1. An unintentional monument to the state’s $2 billion blunder in creating nuclear energy in the 1970s is located near what town?
a. Elma
b. Cosmopolis
c. McCleary
d. Montesano
Answer: a. The 1970s-era hulk intended to be the Satsop nuclear power plant operated by Washington Public Power Supply System (also known as WPPSS or Whoops) sits four miles southwest of Elma. There is a community of Satsop, but it’s not a town.
2. Where are the graves of martial arts icon Bruce Lee and his son, Brandon?
a. Spokane
b. Port Angeles
c. Aberdeen
d. Seattle
Answer: d. After Bruce Lee’s mysterious death in 1973, wife Linda returned to her hometown of Seattle, and had him buried at lot 276 of Lakeview Cemetery.

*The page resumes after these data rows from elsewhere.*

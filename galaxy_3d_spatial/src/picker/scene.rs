/// PickScene: the minimal scene model the picker reads.
///
/// Objects own meshes; meshes reference shared geometry and carry a world
/// matrix; geometry is split into buckets of one topology each.
///
/// ```text
/// PickScene
/// └── ObjectKey → PickObject (world AABB)
///     └── meshes[i] → PickMesh (world matrix)
///         └── Arc<PickGeometry> "wall-type-3"
///             ├── buckets[0] → GeometryBucket (TriangleList)
///             └── buckets[1] → GeometryBucket (LineList)
/// ```

use std::sync::Arc;
use glam::{Mat4, Vec3};
use slotmap::{new_key_type, SlotMap};
use crate::math::AABB;
use crate::primitive::PrimitiveTopology;
use crate::tree::TreeSource;

// ===== SLOT MAP KEY =====

new_key_type! {
    /// Stable key for a PickObject within a PickScene.
    ///
    /// Keys remain valid after other objects are removed.
    pub struct ObjectKey;
}

// ============================================================================
// GEOMETRY
// ============================================================================

/// Positions plus optional indices, assembled with one topology
#[derive(Debug, Clone)]
pub struct GeometryBucket {
    pub positions: Vec<Vec3>,
    pub indices: Option<Vec<u32>>,
    pub topology: PrimitiveTopology,
}

impl GeometryBucket {
    pub fn new(positions: Vec<Vec3>, indices: Option<Vec<u32>>, topology: PrimitiveTopology) -> Self {
        Self { positions, indices, topology }
    }

    /// Bounds of all positions, in geometry-local space
    pub fn local_aabb(&self) -> AABB {
        AABB::from_points(self.positions.iter().copied())
    }
}

/// Geometry shared between meshes.
///
/// `id` must be unique per geometry: primitive indices are cached under it.
#[derive(Debug, Clone)]
pub struct PickGeometry {
    pub id: String,
    pub buckets: Vec<GeometryBucket>,
}

impl PickGeometry {
    pub fn new(id: impl Into<String>, buckets: Vec<GeometryBucket>) -> Self {
        Self { id: id.into(), buckets }
    }

    /// Union of all bucket bounds, in geometry-local space
    pub fn local_aabb(&self) -> AABB {
        self.buckets
            .iter()
            .fold(AABB::EMPTY, |acc, bucket| acc.union(&bucket.local_aabb()))
    }
}

// ============================================================================
// OBJECTS
// ============================================================================

/// One placement of a geometry
#[derive(Debug, Clone)]
pub struct PickMesh {
    pub geometry: Arc<PickGeometry>,
    /// Local-to-world transform
    pub world_matrix: Mat4,
}

impl PickMesh {
    pub fn new(geometry: Arc<PickGeometry>, world_matrix: Mat4) -> Self {
        Self { geometry, world_matrix }
    }

    /// World-space bounds of the transformed geometry
    pub fn world_aabb(&self) -> AABB {
        self.geometry.local_aabb().transformed(&self.world_matrix)
    }
}

/// A pickable object: world AABB plus meshes
#[derive(Debug, Clone)]
pub struct PickObject {
    /// World-space bounds used by the object tree
    pub aabb: AABB,
    pub meshes: Vec<PickMesh>,
}

impl PickObject {
    pub fn new(aabb: AABB, meshes: Vec<PickMesh>) -> Self {
        Self { aabb, meshes }
    }

    /// Object whose AABB is the union of its meshes' world bounds
    pub fn from_meshes(meshes: Vec<PickMesh>) -> Self {
        let aabb = meshes
            .iter()
            .fold(AABB::EMPTY, |acc, mesh| acc.union(&mesh.world_aabb()));
        Self { aabb, meshes }
    }
}

// ============================================================================
// SCENE
// ============================================================================

/// Collection of pickable objects with stable keys.
///
/// The scene does not notify the picker. After removing objects (or moving
/// them) call `Picker::mark_dirty()`; after adding one, either
/// `Picker::object_added()` or `Picker::mark_dirty()`.
#[derive(Debug, Default)]
pub struct PickScene {
    objects: SlotMap<ObjectKey, PickObject>,
}

impl PickScene {
    pub fn new() -> Self {
        Self { objects: SlotMap::with_key() }
    }

    /// Add an object, returning its key
    pub fn add_object(&mut self, object: PickObject) -> ObjectKey {
        self.objects.insert(object)
    }

    /// Remove an object. Returns it, or `None` if the key is invalid.
    pub fn remove_object(&mut self, key: ObjectKey) -> Option<PickObject> {
        self.objects.remove(key)
    }

    pub fn object(&self, key: ObjectKey) -> Option<&PickObject> {
        self.objects.get(key)
    }

    pub fn object_mut(&mut self, key: ObjectKey) -> Option<&mut PickObject> {
        self.objects.get_mut(key)
    }

    /// Iterate `(key, object)` pairs
    pub fn objects(&self) -> impl Iterator<Item = (ObjectKey, &PickObject)> {
        self.objects.iter()
    }

    pub fn len(&self) -> usize {
        self.objects.len()
    }

    pub fn is_empty(&self) -> bool {
        self.objects.is_empty()
    }
}

impl TreeSource for PickScene {
    type Item = ObjectKey;

    fn visit_items(&self, visitor: &mut dyn FnMut(ObjectKey, AABB)) {
        for (key, object) in &self.objects {
            visitor(key, object.aabb);
        }
    }
}

#[cfg(test)]
#[path = "scene_tests.rs"]
mod tests;
//! Internal logging system for the Galaxy3D spatial index
//!
//! This module provides a flexible logging system with:
//! - Customizable logger via Logger trait
//! - Severity levels (Trace, Debug, Info, Warn, Error)
//! - A global severity threshold (Info by default)
//! - Colored console output by default
//! - File and line information for detailed ERROR logs

use colored::*;
use std::sync::{OnceLock, RwLock};
use std::time::SystemTime;
use chrono::{DateTime, Local};

/// Logger trait for custom logging implementations
///
/// Implement this trait to redirect index diagnostics (file logging,
/// in-memory capture in tests, etc.)
///
/// # Example
///
/// ```no_run
/// use galaxy_3d_spatial::galaxy3d::log::{Logger, LogEntry};
///
/// struct FileLogger {
///     file: std::fs::File,
/// }
///
/// impl Logger for FileLogger {
///     fn log(&self, entry: &LogEntry) {
///         // Write to file...
///     }
/// }
/// ```
pub trait Logger: Send + Sync {
    /// Log an entry
    fn log(&self, entry: &LogEntry);
}

/// Log entry containing all information about a log message
#[derive(Debug, Clone)]
pub struct LogEntry {
    /// Severity level (Trace, Debug, Info, Warn, Error)
    pub severity: LogSeverity,

    /// Timestamp when the log was created
    pub timestamp: SystemTime,

    /// Source module (e.g., "galaxy3d::Tree", "galaxy3d::Picker")
    pub source: String,

    /// Log message
    pub message: String,

    /// Source file (only for detailed ERROR logs)
    pub file: Option<&'static str>,

    /// Source line (only for detailed ERROR logs)
    pub line: Option<u32>,
}

/// Log severity levels
#[derive(Debug, Clone, Copy, PartialEq, Eq, PartialOrd, Ord)]
pub enum LogSeverity {
    /// Per-node traversal details
    Trace,

    /// Build statistics, cache misses
    Debug,

    /// Important informational messages
    Info,

    /// Warning messages (overfull leaves, etc.)
    Warn,

    /// Error messages (with file:line details)
    Error,
}

/// Default logger implementation using colored console output
///
/// Format:
/// - Normal: `[timestamp] [SEVERITY] [source] message`
/// - Error: `[timestamp] [ERROR] [source] message (file:line)`
pub struct DefaultLogger;

impl Logger for DefaultLogger {
    fn log(&self, entry: &LogEntry) {
        // Format timestamp as YYYY-MM-DD HH:MM:SS.mmm
        let datetime: DateTime<Local> = entry.timestamp.into();
        let timestamp = datetime.format("%Y-%m-%d %H:%M:%S%.3f").to_string();

        let severity_str = match entry.severity {
            LogSeverity::Trace => "TRACE".bright_black(),
            LogSeverity::Debug => "DEBUG".cyan(),
            LogSeverity::Info => "INFO ".green(),
            LogSeverity::Warn => "WARN ".yellow(),
            LogSeverity::Error => "ERROR".red().bold(),
        };

        let source = entry.source.bright_blue();

        if let (Some(file), Some(line)) = (entry.file, entry.line) {
            println!(
                "[{}] [{}] [{}] {} ({}:{})",
                timestamp,
                severity_str,
                source,
                entry.message,
                file,
                line
            );
        } else {
            println!(
                "[{}] [{}] [{}] {}",
                timestamp,
                severity_str,
                source,
                entry.message
            );
        }
    }
}

// ===== GLOBAL LOGGER =====

/// Global logger state (initialized lazily with DefaultLogger)
static LOGGER: OnceLock<RwLock<LoggerState>> = OnceLock::new();

struct LoggerState {
    logger: Box<dyn Logger>,
    max_severity: LogSeverity,
}

fn logger_state() -> &'static RwLock<LoggerState> {
    LOGGER.get_or_init(|| RwLock::new(LoggerState {
        logger: Box::new(DefaultLogger),
        max_severity: LogSeverity::Info,
    }))
}

/// Replace the global logger.
///
/// The severity threshold is left unchanged.
pub fn set_logger<L: Logger + 'static>(logger: L) {
    if let Ok(mut state) = logger_state().write() {
        state.logger = Box::new(logger);
    }
}

/// Restore the DefaultLogger and the default `Info` threshold.
pub fn reset_logger() {
    if let Ok(mut state) = logger_state().write() {
        state.logger = Box::new(DefaultLogger);
        state.max_severity = LogSeverity::Info;
    }
}

/// Set the lowest severity that reaches the logger.
///
/// Entries below `severity` are dropped before a `LogEntry` is built.
pub fn set_max_severity(severity: LogSeverity) {
    if let Ok(mut state) = logger_state().write() {
        state.max_severity = severity;
    }
}

/// Current severity threshold
pub fn max_severity() -> LogSeverity {
    logger_state()
        .read()
        .map(|state| state.max_severity)
        .unwrap_or(LogSeverity::Info)
}

/// Whether an entry of `severity` would be forwarded to the logger.
pub fn enabled(severity: LogSeverity) -> bool {
    severity >= max_severity()
}

/// Log a message without file:line information.
///
/// Used by `spatial_trace!` through `spatial_warn!`.
pub fn log(severity: LogSeverity, source: &str, message: String) {
    dispatch(severity, source, message, None, None);
}

/// Log a message with file:line information (ERROR logs).
pub fn log_detailed(
    severity: LogSeverity,
    source: &str,
    message: String,
    file: &'static str,
    line: u32,
) {
    dispatch(severity, source, message, Some(file), Some(line));
}

fn dispatch(
    severity: LogSeverity,
    source: &str,
    message: String,
    file: Option<&'static str>,
    line: Option<u32>,
) {
    if let Ok(state) = logger_state().read() {
        if severity < state.max_severity {
            return;
        }
        state.logger.log(&LogEntry {
            severity,
            timestamp: SystemTime::now(),
            source: source.to_string(),
            message,
            file,
            line,
        });
    }
}

// ===== LOGGING MACROS =====

/// Log a TRACE message (per-node details, disabled by default)
///
/// The message is only formatted when TRACE is enabled.
#[macro_export]
macro_rules! spatial_trace {
    ($source:expr, $($arg:tt)*) => {
        if $crate::log::enabled($crate::galaxy3d::log::LogSeverity::Trace) {
            $crate::log::log(
                $crate::galaxy3d::log::LogSeverity::Trace,
                $source,
                format!($($arg)*)
            )
        }
    };
}

/// Log a DEBUG message (build statistics, cache activity)
#[macro_export]
macro_rules! spatial_debug {
    ($source:expr, $($arg:tt)*) => {
        if $crate::log::enabled($crate::galaxy3d::log::LogSeverity::Debug) {
            $crate::log::log(
                $crate::galaxy3d::log::LogSeverity::Debug,
                $source,
                format!($($arg)*)
            )
        }
    };
}

/// Log an INFO message
#[macro_export]
macro_rules! spatial_info {
    ($source:expr, $($arg:tt)*) => {
        $crate::log::log(
            $crate::galaxy3d::log::LogSeverity::Info,
            $source,
            format!($($arg)*)
        )
    };
}

/// Log a WARN message
///
/// # Example
///
/// ```ignore
/// spatial_warn!("galaxy3d::Tree", "Leaf {} holds {} items", node, count);
/// ```
#[macro_export]
macro_rules! spatial_warn {
    ($source:expr, $($arg:tt)*) => {
        $crate::log::log(
            $crate::galaxy3d::log::LogSeverity::Warn,
            $source,
            format!($($arg)*)
        )
    };
}

/// Log an ERROR message with file:line information
#[macro_export]
macro_rules! spatial_error {
    ($source:expr, $($arg:tt)*) => {
        $crate::log::log_detailed(
            $crate::galaxy3d::log::LogSeverity::Error,
            $source,
            format!($($arg)*),
            file!(),
            line!()
        )
    };
}

#[cfg(test)]
#[path = "log_tests.rs"]
mod tests;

Brandon Lee was buried there 20 years later, after he died in a bizarre accident while filming “The Crow” at the age of 28.
3. Thousands of boxes of Aplets & Cotlets are created here.
a. Wenatchee
b. Sedro-Woolley
c. Issaquah
d. Cashmere
Answer: d. The jellied fruit candies resembling Americanized versions of Turkish Delight are Liberty Orchards’ oldest and best known products.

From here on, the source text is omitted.